Tres anuncios en las afueras: morderse la furia

17/01/2018

Tres anuncios en las afueras. Martin McDonaghVeinte años después de Fargo, Frances McDormand regresa a la América interior con el mismo afán justiciero pero con expresión menos dulce y Martin McDonagh vuelve a conjugar la violencia y lo grotesco en un filme en el que, no obstante, modula la primera para trazar más fino, para llegar a crear personajes complejos que evolucionan y dan de sí más de lo esperado en los comienzos y lograr hacer desbordar humanidad a iniciales mequetrefes que parecen tener menos conciencia que un trozo de carne.

Lo plantea algún personaje de la película: algo tiene Tres anuncios en las afueras de tragedia griega en la que un destino inapelable y sangriento parece marcar sin remedio las vidas de todos, pero finalmente incluso al destino le juegan una mala pasada y resulta que existe la posibilidad de redimirse y hasta de cambiar un poco, aunque para que se obre el milagro hagan falta un par de víctimas sacrificiales.

McDormand interpreta a Mildred Hayes, una mujer que vive junto a su hijo en una pequeña ciudad del Medio Oeste después de que su marido la haya dejado por una chiquilla de diecinueve años sin muchas luces y de que su hija de, más o menos, la misma edad, haya sido raptada, violada y asesinada en un crimen que lleva meses sin resolverse.

No tiene edad ni ganas de no decir lo que piensa ni de andarse con chiquitas, así que, desesperada por lo que entiende como ineptitud de un cuerpo policial que dedica más tiempo a hostigar a negros y chicos con monopatín que a resolver su caso, decide alquilar tres vallas publicitarias de una carretera del extrarradio –aquella en la que se encontró el cadáver de su hija– para meter algo de prisa y pedir arrestos. Lo hace sabiendo que el jefe de la policía local atraviesa un cáncer grave, que pone el dedo en muchas llagas y que en el contexto de su ciudad los anuncios se convertirán en un escándalo que puede volverse en su contra y en la de los suyos. Pero lo hace.
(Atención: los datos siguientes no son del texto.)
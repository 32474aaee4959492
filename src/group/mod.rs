//! The RSA group Z*_N: public parameters `{N, G, H}` and their generation from safe primes.
//!
//! `G` and `H` live in the subgroup of quadratic residues, whose order `p'q'` is only known to
//! whoever ran `setup`. Every protocol in this crate borrows a `PublicParameters` read-only.
use crate::config::Config;
use crate::error::{Error, Result};
use crate::hash::primality::{is_prob_prime, passes_safe_prime_sieve};
use crate::race;
use crate::util::{check_modulus, decimal, exp, int, inv, modulo, mul_mod, parse_decimal};
use crate::util::{random_below, random_odd};
use lazy_static::lazy_static;
use rand::RngCore;
use rug::Integer;
use serde::{Deserialize, Serialize};
use std::str::FromStr;
use tracing::debug;

/// RSA-2048 modulus, taken from https://en.wikipedia.org/wiki/RSA_numbers#RSA-2048.
const RSA2048_MODULUS_DECIMAL: &str =
  "25195908475657893494027183240048398571429282126204032027777\
   13783604366202070759555626401852588078440691829064124951508\
   21892985591491761845028084891200728449926873928072877767359\
   71418347270261896375014971824691165077613379859095700097330\
   45974880842840179742910064245869181719511874612151517265463\
   22822168699875491824224336372590851418654620435767984233871\
   84774447920739934236584823824281198163815010674810451660377\
   30605620161967625613384414360383390441495263443219011465754\
   44541784240209246165157233507787077498171257724679629263863\
   56373289912154831438167899885040445364023527381951378636564\
   391212010397122822120720357";

lazy_static! {
  pub static ref RSA2048_MODULUS: Integer = Integer::from_str(RSA2048_MODULUS_DECIMAL).unwrap();
}

#[derive(Clone, Debug, PartialEq, Eq, Hash, Serialize, Deserialize)]
#[serde(try_from = "RawParameters")]
pub struct PublicParameters {
  #[serde(with = "decimal")]
  n: Integer,
  #[serde(with = "decimal")]
  g: Integer,
  #[serde(with = "decimal")]
  h: Integer,
}

/// Wire form of `PublicParameters`, checked by `PublicParameters::new` before use.
#[derive(Deserialize)]
struct RawParameters {
  #[serde(with = "decimal")]
  n: Integer,
  #[serde(with = "decimal")]
  g: Integer,
  #[serde(with = "decimal")]
  h: Integer,
}

impl TryFrom<RawParameters> for PublicParameters {
  type Error = Error;

  fn try_from(raw: RawParameters) -> Result<Self> {
    PublicParameters::new(raw.n, raw.g, raw.h)
  }
}

impl PublicParameters {
  /// Checks `1 < G, H < N` and that both are units mod `N`.
  pub fn new(n: Integer, g: Integer, h: Integer) -> Result<Self> {
    let params = PublicParameters { n, g, h };
    params.validate()?;
    Ok(params)
  }

  pub fn from_decimal(n: &str, g: &str, h: &str) -> Result<Self> {
    Self::new(parse_decimal(n)?, parse_decimal(g)?, parse_decimal(h)?)
  }

  /// The RSA-2048 challenge modulus with `G = 4` and `H = 9`, both squares and therefore in QR_N.
  /// Nobody is known to hold its factorization.
  pub fn rsa2048() -> Self {
    PublicParameters {
      n: RSA2048_MODULUS.clone(),
      g: int(4),
      h: int(9),
    }
  }

  pub fn validate(&self) -> Result<()> {
    check_modulus(&self.n)?;
    for (name, x) in [("G", &self.g), ("H", &self.h)] {
      if *x <= 1 || *x >= self.n {
        return Err(Error::precondition(format!("{} must lie in (1, N)", name)));
      }
      if Integer::from(x.gcd_ref(&self.n)) != 1 {
        return Err(Error::precondition(format!("{} shares a factor with N", name)));
      }
    }
    Ok(())
  }

  pub fn n(&self) -> &Integer {
    &self.n
  }

  pub fn g(&self) -> &Integer {
    &self.g
  }

  pub fn h(&self) -> &Integer {
    &self.h
  }

  /// Canonical representative of `x` in `[0, N)`.
  pub fn elem(&self, x: Integer) -> Integer {
    modulo(x, &self.n)
  }

  pub fn op(&self, a: &Integer, b: &Integer) -> Integer {
    mul_mod(a, b, &self.n)
  }

  pub fn exp(&self, base: &Integer, e: &Integer) -> Result<Integer> {
    exp(base, e, &self.n)
  }

  pub fn inv(&self, x: &Integer) -> Result<Integer> {
    inv(x, &self.n)
  }

  /// Pedersen commitment `G^v H^r mod N`. Either exponent may be negative.
  pub fn commit(&self, v: &Integer, r: &Integer) -> Result<Integer> {
    Ok(self.op(&self.exp(&self.g, v)?, &self.exp(&self.h, r)?))
  }

  /// Randomizers for zero-knowledge protocols are drawn from `[-B, B]` with
  /// `B = N * 2^(2 * security_bits - 2)`.
  pub fn blinding_bound(&self, security_bits: u32) -> Integer {
    Integer::from(&self.n << (2 * security_bits).saturating_sub(2))
  }

  /// Prime challenges are sampled below `2^min(bits(N), 2 * security_bits)`.
  pub fn prime_challenge_bound(&self, security_bits: u32) -> Integer {
    crate::proof::prime_challenge_bound(&self.n, security_bits)
  }
}

/// Output of `setup`. The factors are the trapdoor and should not leave the party that ran it.
#[derive(Clone, Debug)]
pub struct GroupSetup {
  params: PublicParameters,
  p: Integer,
  q: Integer,
}

impl GroupSetup {
  pub fn params(&self) -> &PublicParameters {
    &self.params
  }

  pub fn p(&self) -> &Integer {
    &self.p
  }

  pub fn q(&self) -> &Integer {
    &self.q
  }

  pub fn into_params(self) -> PublicParameters {
    self.params
  }
}

/// Generates `N = pq` from two distinct safe primes of `config.modulus_bits / 2` bits each, and two
/// distinct full-order generators of QR_N.
pub fn setup<R: RngCore + ?Sized>(config: &Config, rng: &mut R) -> Result<GroupSetup> {
  config.validate()?;
  let prime_bits = config.modulus_bits / 2;
  let p = safe_prime(prime_bits, config, rng)?;
  let q = loop {
    let q = safe_prime(prime_bits, config, rng)?;
    if q != p {
      break q;
    }
  };
  let n = Integer::from(&p * &q);
  let g = qr_generator(&n, &p, &q, config, rng)?;
  let h = loop {
    let h = qr_generator(&n, &p, &q, config, rng)?;
    if h != g {
      break h;
    }
  };
  debug!(bits = n.significant_bits(), "group setup complete");
  Ok(GroupSetup {
    params: PublicParameters { n, g, h },
    p,
    q,
  })
}

/// A prime `p = 2p' + 1` of exactly `bits` bits with `p'` prime. Candidates `p'` are sieved
/// against small primes before any Miller-Rabin round; the search is raced across
/// `config.workers` workers.
pub fn safe_prime<R: RngCore + ?Sized>(
  bits: u32,
  config: &Config,
  rng: &mut R,
) -> Result<Integer> {
  if bits < 3 {
    return Err(Error::precondition("safe primes need at least 3 bits"));
  }
  let reps = config.primality_reps;
  race::first_success(rng, config.workers, config.max_trials, |r| {
    let half = random_odd(r, bits - 1)?;
    if !passes_safe_prime_sieve(&half) || !is_prob_prime(&half, reps) {
      return Ok(None);
    }
    let p = Integer::from(&half << 1u32) + 1u32;
    Ok(if is_prob_prime(&p, reps) { Some(p) } else { None })
  })
}

/// Rejection-samples `x` in `[2, N)` with Jacobi symbol +1 modulo both `p` and `q` (so `x` is a
/// quadratic residue) and order `p'q'` in QR_N.
fn qr_generator<R: RngCore + ?Sized>(
  n: &Integer,
  p: &Integer,
  q: &Integer,
  config: &Config,
  rng: &mut R,
) -> Result<Integer> {
  let p_half = Integer::from(p - 1u32) >> 1u32;
  let q_half = Integer::from(q - 1u32) >> 1u32;
  race::sequential(rng, config.max_trials, |r| {
    let x = random_below(r, n)?;
    if x <= 1 || Integer::from(x.gcd_ref(n)) != 1 {
      return Ok(None);
    }
    if x.jacobi(p) != 1 || x.jacobi(q) != 1 {
      return Ok(None);
    }
    if exp(&x, &p_half, n)? == 1 || exp(&x, &q_half, n)? == 1 {
      return Ok(None);
    }
    Ok(Some(x))
  })
}

#[cfg(test)]
mod tests {
  use super::*;
  use crate::config::DEFAULT_PRIMALITY_REPS;
  use rand::rngs::StdRng;
  use rand::SeedableRng;

  fn small_config() -> Config {
    Config::default().with_modulus_bits(64)
  }

  #[test]
  fn test_rsa2048_params_valid() {
    let params = PublicParameters::rsa2048();
    assert!(params.validate().is_ok());
    assert_eq!(params.n().significant_bits(), 2048);
  }

  #[test]
  fn test_rejects_bad_params() {
    assert!(PublicParameters::from_decimal("23", "1", "5").is_err());
    assert!(PublicParameters::from_decimal("23", "11", "23").is_err());
    assert!(PublicParameters::from_decimal("21", "7", "5").is_err());
    assert!(PublicParameters::from_decimal("1", "2", "3").is_err());
    assert!(PublicParameters::from_decimal("x", "2", "3").is_err());
    assert!(PublicParameters::from_decimal("23", "11", "5").is_ok());
  }

  #[test]
  fn test_setup_validity() {
    let mut rng = StdRng::seed_from_u64(11);
    let setup = setup(&small_config(), &mut rng).unwrap();
    let (p, q) = (setup.p(), setup.q());
    let params = setup.params();
    assert_eq!(*params.n(), Integer::from(p * q));
    assert_ne!(p, q);
    for prime in [p, q] {
      assert_eq!(prime.significant_bits(), 32);
      assert!(is_prob_prime(prime, DEFAULT_PRIMALITY_REPS));
      let half = Integer::from(prime - 1u32) >> 1u32;
      assert!(is_prob_prime(&half, DEFAULT_PRIMALITY_REPS));
    }
    for generator in [params.g(), params.h()] {
      assert_eq!(generator.jacobi(p), 1);
      assert_eq!(generator.jacobi(q), 1);
    }
    assert_ne!(params.g(), params.h());
    assert!(params.validate().is_ok());
  }

  #[test]
  fn test_setup_rejects_tiny_modulus() {
    let mut rng = StdRng::seed_from_u64(12);
    let config = Config::default().with_modulus_bits(16);
    assert!(matches!(
      setup(&config, &mut rng),
      Err(Error::PreconditionViolation(_))
    ));
  }

  #[test]
  fn test_op_exp_inv() {
    let params = PublicParameters::from_decimal("23", "11", "5").unwrap();
    assert_eq!(params.op(&int(11), &int(5)), 9);
    assert_eq!(params.exp(&int(2), &int(3)).unwrap(), 8);
    let x = params.inv(&int(11)).unwrap();
    assert_eq!(params.op(&x, &int(11)), 1);
    assert_eq!(params.elem(int(-1)), 22);
  }

  #[test]
  fn test_commit_negative_randomness() {
    let params = PublicParameters::rsa2048();
    let c = params.commit(&int(5), &int(-3)).unwrap();
    let h3 = params.exp(params.h(), &int(3)).unwrap();
    let g5 = params.exp(params.g(), &int(5)).unwrap();
    assert_eq!(params.op(&c, &h3), g5);
  }

  #[test]
  fn test_serde_round_trip() {
    let params = PublicParameters::rsa2048();
    let json = serde_json::to_string(&params).unwrap();
    assert!(json.contains(RSA2048_MODULUS_DECIMAL.split_whitespace().next().unwrap()));
    let back: PublicParameters = serde_json::from_str(&json).unwrap();
    assert_eq!(back, params);
  }

  #[test]
  fn test_deserialize_rejects_degenerate_generators() {
    let good = r#"{"n": "23", "g": "11", "h": "5"}"#;
    assert!(serde_json::from_str::<PublicParameters>(good).is_ok());
    for bad in [
      r#"{"n": "23", "g": "1", "h": "5"}"#,
      r#"{"n": "23", "g": "11", "h": "0"}"#,
      r#"{"n": "21", "g": "7", "h": "5"}"#,
      r#"{"n": "1", "g": "11", "h": "5"}"#,
    ] {
      assert!(serde_json::from_str::<PublicParameters>(bad).is_err());
    }
  }
}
El fresco de la sociedad de la ciudad que McDonagh nos presenta tiene evidentes lecturas actuales: salvo el bienintencionado y profesional sheriff Willoughby, la mayor parte de la comunidad responde a los patrones que asociamos, con más o menos fortuna, a los votantes de Trump: pacatos, racistas y de pensamiento simple; figuras esquemáticas y seguramente frustradas. Como decíamos, es fácil pensar en un maniqueísmo llevado al extremo en los primeros compases, pero… hay tenemos la ternura y bondad intrínsecas de un Peter Dinklage que hace el bien sin mirar a quién, al joven publicista difícil de amedrentar defendiendo la libertad de Mildred, y generoso incluso con su agresor, y al agente absolutamente cafre (Sam Rockwell), al que transforman –y parecía un milagro– unos pocos elogios, algo de confianza y un despido.

Tres anuncios en las afueras. Martin McDonagh

Las vidas de unos y otros se van entrecruzando más a menudo de lo que desearían en un marasmo de rabias, culpabilidades y buenos sentimientos que más de una vez apunta rasgos sociales contemporáneos e inquietantes por lo comunes: entornos en los que todos llegan a desconfiar de todos, no saben canalizar sus frustraciones, no encuentran calidez ni en la familia y quedó enterrada la capacidad de sobrellevar el sufrimiento y la culpabilidad. No hay detalles en la trama –comenzando por los últimos días del sheriff y sus escenas familiares– dejados al azar (de hecho, entre los Globos de Oro que se ha llevado Tres anuncios en las afueras, figura el de Mejor Guion).

La música y la fotografía acompañan sin eclipsar y, como podíamos esperar, la interpretación de McDormand es, otra vez, deslumbrante en este personaje directo y rudo, suavemente sentimental, con el que es muy fácil empatizar pese, o por, su instinto difícil de domar.

Hay algo paradójico en que los giros de la trama nos resulten improbables y encontremos cierto horror vacui en una saturación de desgracias… pero, con todo, el conjunto resulte creíble: qué puede haber más cierto que un caos vital desbordándose y un cabreo que crece día a día hasta que no le queda otra que diluirse sin que se hayan resuelto las causas que lo provocaron.